We truly stand on the shoulders of those who come before us, and I am definitely doing that tonight. I did not know Jack Koten, and I know a lot of you here did. So, but I wanted to do my best, and so I hope you’ll bear with me to do credit to Jack Koten, one of the real greats, one of the really, the most impressive, committed people to our, who has ever been in this profession. So, I hope you’ll bear with me, I’ve learned a lot about him tonight, just in the short time that I was aware that this award was going to be named after him.

And I think it’s very fitting that this mentorship award is actually named after him. Since he was a mentor to so many, probably many of you in this room, and he was a mentor to Betsy Plank. I do remember when Jack died earlier this year. I remember the reaction of his friends and colleagues who so clearly loved him dearly who respected him and marked his passing with the kind of grief that follows the loss of a truly great man. All of you know that he was one of the founders of the Page Society, which is really all about mentoring, mentoring each other and mentoring new CCOs and that was an organization that I joined when I first came into my leadership role and that helped me with so much of what I was challenged with as a new leader.

And many of you who are in this room are a part of that organization. There were all of you have mentored me in one way or another. Jack was probably the spiritual father of corporate responsibility in America. I know he’s very committed to philanthropy, and especially to the arts.

And he really put forward the idea that corporations were obligated to do societal good. Something that was a new idea in the 1960s, 70s. Something that we take for granted today. So, in seeking to learn about Jack Koten tonight I went and talked with his children. Sarah and Mark Koten who are here with us tonight and I have to tell you that any of us who are parents would want nothing more than to hear our children talk about us in the terms that they talk about their father.

He was loving, he was always positive and he sounds like the greatest people person who ever walked the face of the earth. He believed that people could do anything. And that’s really what this program is about tonight. Helping others feel that they can do anything. And he was an advocate for everyone.

They confessed to me that they didn’t really know what he did because when he came home from work at night and they asked about his day, he started with well let me tell you who I had lunch with today and he would start talking about someone, Roger Bolton, Ron Culp, one of his colleagues, one of his friends, and he talked about these people that he had had contact with during the course of the day and how impressed he was with them and how much he learned from them. And how he admired them. And he brought those lessons back into their home.

One of the things that Mark and Sarah told me was that he would be so proud of the fact that this award was being named after him, and he would be so happy to know that this group of people were together tonight and thinking about him because they said these are his people.

We are his people. Jack was also a champion for women in our profession as I understand. So that makes it extra special for me to be able to accept this award tonight. And I see Ann Barkelew nodding. So, I’m deeply humbled.
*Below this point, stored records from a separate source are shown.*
use crate::common::{Ballot, Decree, Gpid, INVALID_OFFSET};
use bytes::{Buf, BufMut, Bytes, BytesMut};

/// Byte representation:
///
/// ```text
/// +---+-----------+-----------+--------+--------+------------+--------+-----------+-------+-----------...
/// |Vrs| AppId (4) | PIdx (4)  | Ballot | Decree | LogOffset  |  LCD   | Timestamp | Count | Updates ...
/// +---+-----------+-----------+--------+--------+------------+--------+-----------+-------+-----------...
/// ```
///
/// * `Vrs` - version of the serialized payload
/// * `Ballot`, `Decree`, `LogOffset`, `LCD`, `Timestamp` - 8 byte little endian signed integers
/// * `Count` - 4 byte number of update records, each one `| Code (4) | Len (4) | Data (Len) |`
///
/// Checksums are not part of the mutation; the log block framing carries them.
#[derive(Clone, Debug, PartialEq)]
pub struct Mutation {
    pub header: MutationHeader,
    pub updates: Vec<UpdateRecord>,
}

#[derive(Clone, Debug, PartialEq)]
pub struct MutationHeader {
    pub pid: Gpid,
    pub ballot: Ballot,
    pub decree: Decree,
    pub log_offset: i64,
    /// Primary's committed watermark when this mutation was prepared.
    pub last_committed_decree: Decree,
    pub timestamp_ms: i64,
}

/// UpdateRecord is a single client write. `code` tells the storage engine how to interpret `data`.
#[derive(Clone, Debug, PartialEq)]
pub struct UpdateRecord {
    pub code: u32,
    pub data: Bytes,
}

#[derive(Debug, thiserror::Error)]
pub enum MutationDecodeError {
    #[error("Unsupported mutation format version {0}")]
    UnsupportedVersion(u8),
    #[error("Mutation payload truncated while reading {0}")]
    Truncated(&'static str),
}

const MUTATION_FORMAT_VERSION: u8 = 1;
const HEADER_SIZE: usize = 1 + 4 + 4 + 8 * 5 + 4;

impl Mutation {
    pub fn new(pid: Gpid, ballot: Ballot, decree: Decree, last_committed_decree: Decree, updates: Vec<UpdateRecord>) -> Self {
        Mutation {
            header: MutationHeader {
                pid,
                ballot,
                decree,
                log_offset: INVALID_OFFSET,
                last_committed_decree,
                timestamp_ms: chrono::Utc::now().timestamp_millis(),
            },
            updates,
        }
    }

    pub fn pid(&self) -> Gpid {
        self.header.pid
    }

    pub fn ballot(&self) -> Ballot {
        self.header.ballot
    }

    pub fn decree(&self) -> Decree {
        self.header.decree
    }

    pub fn last_committed_decree(&self) -> Decree {
        self.header.last_committed_decree
    }

    /// Copy of this mutation re-addressed to another partition. Used when a split parent hands
    /// its mutations to the child.
    pub fn for_partition(&self, pid: Gpid) -> Mutation {
        let mut copy = self.clone();
        copy.header.pid = pid;
        copy
    }

    pub fn encoded_len(&self) -> usize {
        HEADER_SIZE + self.updates.iter().map(|u| 8 + u.data.len()).sum::<usize>()
    }

    pub fn encode(&self) -> Vec<u8> {
        let mut buf = BytesMut::with_capacity(self.encoded_len());
        buf.put_u8(MUTATION_FORMAT_VERSION);
        buf.put_i32_le(self.header.pid.app_id);
        buf.put_i32_le(self.header.pid.partition_index);
        buf.put_i64_le(self.header.ballot);
        buf.put_i64_le(self.header.decree);
        buf.put_i64_le(self.header.log_offset);
        buf.put_i64_le(self.header.last_committed_decree);
        buf.put_i64_le(self.header.timestamp_ms);
        buf.put_u32_le(self.updates.len() as u32);
        for update in self.updates.iter() {
            buf.put_u32_le(update.code);
            buf.put_u32_le(update.data.len() as u32);
            buf.put_slice(&update.data);
        }

        buf.to_vec()
    }

    pub fn decode(bytes: &[u8]) -> Result<Self, MutationDecodeError> {
        let mut buf = bytes;
        if buf.remaining() < HEADER_SIZE {
            return Err(MutationDecodeError::Truncated("header"));
        }

        let version = buf.get_u8();
        if version != MUTATION_FORMAT_VERSION {
            return Err(MutationDecodeError::UnsupportedVersion(version));
        }

        let app_id = buf.get_i32_le();
        let partition_index = buf.get_i32_le();
        let header = MutationHeader {
            pid: Gpid::new(app_id, partition_index),
            ballot: buf.get_i64_le(),
            decree: buf.get_i64_le(),
            log_offset: buf.get_i64_le(),
            last_committed_decree: buf.get_i64_le(),
            timestamp_ms: buf.get_i64_le(),
        };

        let count = buf.get_u32_le() as usize;
        let mut updates = Vec::with_capacity(count);
        for _ in 0..count {
            if buf.remaining() < 8 {
                return Err(MutationDecodeError::Truncated("update header"));
            }
            let code = buf.get_u32_le();
            let len = buf.get_u32_le() as usize;
            if buf.remaining() < len {
                return Err(MutationDecodeError::Truncated("update data"));
            }
            let data = Bytes::copy_from_slice(&buf[..len]);
            buf.advance(len);
            updates.push(UpdateRecord { code, data });
        }

        Ok(Mutation { header, updates })
    }
}

#[cfg(test)]
mod tests {
    use super::*;

    #[test]
    fn decode_rejects_truncated_payload() {
        let mutation = Mutation::new(
            Gpid::new(2, 1),
            3,
            5,
            4,
            vec![UpdateRecord {
                code: 7,
                data: Bytes::from_static(b"hello"),
            }],
        );
        let bytes = mutation.encode();
        assert_eq!(bytes.len(), mutation.encoded_len());

        let decoded = Mutation::decode(&bytes).unwrap();
        assert_eq!(decoded, mutation);

        assert!(matches!(
            Mutation::decode(&bytes[..bytes.len() - 1]),
            Err(MutationDecodeError::Truncated("update data"))
        ));
        assert!(matches!(
            Mutation::decode(&bytes[..10]),
            Err(MutationDecodeError::Truncated("header"))
        ));
    }

    #[test]
    fn decode_rejects_unknown_version() {
        let mut bytes = Mutation::new(Gpid::new(1, 0), 1, 1, 0, Vec::new()).encode();
        bytes[0] = 9;
        assert!(matches!(
            Mutation::decode(&bytes),
            Err(MutationDecodeError::UnsupportedVersion(9))
        ));
    }
}
impl MutationLog {
    /// Opens (or creates) the log under `dir`, validating every block of every segment. A torn
    /// block at the very end of the newest segment is cut off; any other damage fails the open.
    pub fn open(logger: slog::Logger, dir: &Path, max_file_size: u64) -> Result<MutationLog, LogError> {
        fs::create_dir_all(dir)?;
        let listed = log_utils::list_log_files(dir)?;
        log_utils::check_log_files_continuity(&listed)?;
        let last_index = listed.keys().next_back().copied();

        let mut files = BTreeMap::new();
        let mut expected_start_offset = None;
        for (index, (path, start_offset)) in listed {
            if let Some(expected) = expected_start_offset {
                if start_offset != expected {
                    return Err(LogError::InvalidData(format!(
                        "log file {:?} starts at offset {}, previous file ends at {}",
                        path, start_offset, expected
                    )));
                }
            }

            let mut file = LogFile::open_existing(path, index, start_offset)?;
            let is_last = Some(index) == last_index;
            let (blocks, valid_end) = file.read_blocks(is_last)?;
            for block in blocks.iter() {
                let mutation = decode_block(&file, block)?;
                file.note_decree(mutation.pid(), mutation.decree());
            }

            if is_last {
                if valid_end < file.size() {
                    slog::warn!(
                        logger,
                        "Truncating torn tail of log file {:?} from {} to {} bytes",
                        file.path(),
                        file.size(),
                        valid_end
                    );
                }
                file.reopen_for_append(valid_end)?;
            }

            expected_start_offset = Some(file.end_offset());
            files.insert(index, file);
        }

        if files.is_empty() {
            files.insert(1, LogFile::create(dir, 1, 0)?);
        }

        let state = LogState {
            files,
            valid_start_offsets: HashMap::new(),
            max_gced_decrees: HashMap::new(),
        };
        slog::info!(
            logger,
            "Opened mutation log {:?} with {} file(s), end offset {}",
            dir,
            state.files.len(),
            state.end_offset()
        );

        Ok(MutationLog {
            logger,
            dir: dir.to_path_buf(),
            max_file_size,
            state: Mutex::new(state),
        })
    }

    pub fn dir(&self) -> &Path {
        &self.dir
    }

    /// Feeds every logged mutation to `callback` in log order. Returns how many were replayed.
    pub fn replay<F>(&self, mut callback: F) -> Result<usize, LogError>
    where
        F: FnMut(Mutation),
    {
        let state = self.state.lock();
        let current_index = state.current_index();
        let mut count = 0;
        for file in state.files.values() {
            let (blocks, _) = file.read_blocks(Some(file.index()) == current_index)?;
            for block in blocks.iter() {
                callback(decode_block(file, block)?);
                count += 1;
            }
        }

        Ok(count)
    }

    /// Durably appends `mutation`. The returned offset is also recorded inside the logged copy.
    pub fn append(&self, mutation: &Mutation) -> Result<LogAppendResult, LogError> {
        let mut results = self.append_batch(std::slice::from_ref(mutation))?;
        results
            .pop()
            .ok_or_else(|| LogError::InvalidData("append produced no result".into()))
    }

    /// Appends `mutations` in order and syncs once at the end. On error nothing after the failed
    /// mutation is written and the batch as a whole counts as failed.
    pub fn append_batch(&self, mutations: &[Mutation]) -> Result<Vec<LogAppendResult>, LogError> {
        let mut state = self.state.lock();
        let mut results = Vec::with_capacity(mutations.len());
        for mutation in mutations {
            self.rollover_if_needed(&mut state)?;
            let current = current_file(&mut state)?;
            let mut logged = mutation.clone();
            logged.header.log_offset = current.end_offset();
            let body = logged.encode();

            let offset = current.append_block(&body)?;
            current.note_decree(mutation.pid(), mutation.decree());
            results.push(LogAppendResult {
                offset,
                size: BLOCK_HEADER_SIZE + body.len(),
            });
        }
        current_file(&mut state)?.sync()?;

        Ok(results)
    }

    fn rollover_if_needed(&self, state: &mut LogState) -> Result<(), LogError> {
        let current = current_file(state)?;
        if current.is_writable() && (current.size() == 0 || current.size() < self.max_file_size) {
            return Ok(());
        }
        if !current.is_writable() {
            slog::warn!(self.logger, "Log file {:?} stopped taking writes, rolling over", current.path());
        }

        current.sync()?;
        current.close_writer();
        let next_index = current.index() + 1;
        let next_file = LogFile::create(&self.dir, next_index, current.end_offset())?;
        slog::debug!(self.logger, "Rolled mutation log over to {:?}", next_file.path());
        state.files.insert(next_index, next_file);

        Ok(())
    }

    pub fn end_offset(&self) -> i64 {
        self.state.lock().end_offset()
    }

    /// Highest decree logged for `gpid` in any retained segment.
    pub fn max_decree(&self, gpid: Gpid) -> Decree {
        let state = self.state.lock();
        state
            .files
            .values()
            .filter_map(|f| f.max_decree(gpid))
            .max()
            .unwrap_or(INVALID_DECREE)
    }

    /// Highest decree of `gpid` removed by garbage collection.
    pub fn max_gced_decree(&self, gpid: Gpid) -> Decree {
        let state = self.state.lock();
        state.max_gced_decrees.get(&gpid).copied().unwrap_or(INVALID_DECREE)
    }

    pub fn file_count(&self) -> usize {
        self.state.lock().files.len()
    }

    /// Marks everything logged for `gpid` so far as superseded (the partition was reset to a
    /// checkpoint at `decree`). Returns the new valid start offset.
    pub fn on_partition_reset(&self, gpid: Gpid, decree: Decree) -> i64 {
        let mut state = self.state.lock();
        let offset = state.end_offset();
        state.valid_start_offsets.insert(gpid, offset);
        slog::info!(
            self.logger,
            "Partition {} reset to decree {}, log valid start offset is now {}",
            gpid,
            decree,
            offset
        );

        offset
    }

    /// Restores a valid start offset that was persisted elsewhere (replica init info).
    pub fn set_valid_start_offset(&self, gpid: Gpid, offset: i64) {
        self.state.lock().valid_start_offsets.insert(gpid, offset);
    }

    pub fn valid_start_offset(&self, gpid: Gpid) -> i64 {
        self.state.lock().valid_start_offsets.get(&gpid).copied().unwrap_or(0)
    }

    /// Collects the contiguous run of logged mutations of `gpid` starting at `start_decree`.
    /// When the log no longer holds `start_decree` the result is empty and
    /// `to_decree_included == start_decree - 1`.
    pub fn get_learn_state(&self, gpid: Gpid, start_decree: Decree) -> Result<LogLearnState, LogError> {
        let state = self.state.lock();
        let valid_start = state.valid_start_offsets.get(&gpid).copied().unwrap_or(0);
        let current_index = state.current_index();

        // Later entries of the same decree (re-prepared under a newer ballot) replace older ones.
        let mut by_decree = BTreeMap::new();
        for file in state.files.values() {
            if file.end_offset() <= valid_start {
                continue;
            }
            match file.max_decree(gpid) {
                Some(max) if max >= start_decree => {}
                _ => continue,
            }

            let (blocks, _) = file.read_blocks(Some(file.index()) == current_index)?;
            for block in blocks.iter().filter(|b| b.offset >= valid_start) {
                let mutation = decode_block(file, block)?;
                if mutation.pid() == gpid && mutation.decree() >= start_decree {
                    by_decree.insert(mutation.decree(), mutation);
                }
            }
        }

        let mut mutations = Vec::new();
        let mut next = start_decree;
        for (decree, mutation) in by_decree {
            if decree != next {
                break;
            }
            mutations.push(mutation);
            next += 1;
        }

        Ok(LogLearnState {
            from_decree_excluded: start_decree - 1,
            to_decree_included: next - 1,
            mutations,
        })
    }

    /// Private log GC. Removes the oldest segments once every mutation of `gpid` they hold is at
    /// or below `durable_decree` (or precedes `valid_start_offset`), keeping the newest segments
    /// while their total size stays under `reserve_max_size` or their age under `reserve_max_time`.
    /// Returns the number of files removed.
    pub fn garbage_collection(
        &self,
        gpid: Gpid,
        durable_decree: Decree,
        valid_start_offset: i64,
        reserve_max_size: u64,
        reserve_max_time: Duration,
    ) -> Result<usize, LogError> {
        self.remove_covered_files(reserve_max_size, reserve_max_time, |file, _| {
            file.end_offset() <= valid_start_offset
                || file.max_decree(gpid).map_or(true, |max| max <= durable_decree)
        })
    }

    /// Shared log GC. A segment is removable only when every partition that logged into it is
    /// durable past its mutations. Partitions in `pinned` keep their segments; other partitions
    /// absent from `durable_decrees` are gone and no longer hold anything back.
    pub fn garbage_collection_shared(
        &self,
        durable_decrees: &HashMap<Gpid, Decree>,
        pinned: &HashSet<Gpid>,
        reserve_max_size: u64,
        reserve_max_time: Duration,
    ) -> Result<usize, LogError> {
        self.remove_covered_files(reserve_max_size, reserve_max_time, |file, valid_starts| {
            file.max_decrees().iter().all(|(gpid, max)| {
                let reset_past = valid_starts.get(gpid).map_or(false, |start| file.end_offset() <= *start);
                let durable_past = match durable_decrees.get(gpid) {
                    Some(durable) => *max <= *durable,
                    None => !pinned.contains(gpid),
                };
                reset_past || durable_past
            })
        })
    }

    fn remove_covered_files<F>(
        &self,
        reserve_max_size: u64,
        reserve_max_time: Duration,
        is_covered: F,
    ) -> Result<usize, LogError>
    where
        F: Fn(&LogFile, &HashMap<Gpid, i64>) -> bool,
    {
        let mut guard = self.state.lock();
        let state = &mut *guard;
        let current_index = match state.current_index() {
            Some(index) => index,
            None => return Ok(0),
        };
        let now = SystemTime::now();

        // Newest removable file; it and everything older may go.
        let mut reserved_size = 0u64;
        let mut mark = None;
        for file in state.files.values().rev() {
            let reserved = file.index() == current_index
                || reserved_size < reserve_max_size
                || (reserve_max_time > Duration::from_secs(0) && file.age(now) < reserve_max_time);
            if !reserved && is_covered(file, &state.valid_start_offsets) {
                mark = Some(file.index());
                break;
            }
            reserved_size += file.size();
        }
        let mark = match mark {
            Some(mark) => mark,
            None => return Ok(0),
        };

        let mut removable = Vec::new();
        for (index, file) in state.files.iter() {
            if *index > mark || !is_covered(file, &state.valid_start_offsets) {
                break;
            }
            removable.push(*index);
        }

        for index in removable.iter() {
            if let Some(file) = state.files.get(index) {
                fs::remove_file(file.path())?;
            }
            if let Some(file) = state.files.remove(index) {
                for (gpid, max) in file.max_decrees() {
                    let gced = state.max_gced_decrees.entry(*gpid).or_insert(*max);
                    if *max > *gced {
                        *gced = *max;
                    }
                }
            }
        }

        if !removable.is_empty() {
            slog::info!(
                self.logger,
                "Garbage collected {} log file(s) in {:?}: {:?}",
                removable.len(),
                self.dir,
                removable
            );
        }

        Ok(removable.len())
    }
}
I’m honored to receive this award in Jack Koten’s name and on behalf of all the professionals.

Who have benefitted from his extraordinary life? So, I want to say thank you to the Plank Center board. Thank you to my team, past and present who are here with me tonight. Most of all, thank you to all the people in this room who have mentored me, coached me, taught me, and inspired me.

So, in memory of Jack, I would ask that we all redouble our efforts to serve others, to remember that it’s important that we think everyone who comes across our path can do anything, and that we convey that to them. That we inspire people, that we motivate people, that we lead people. And that we love people. Thank you very much.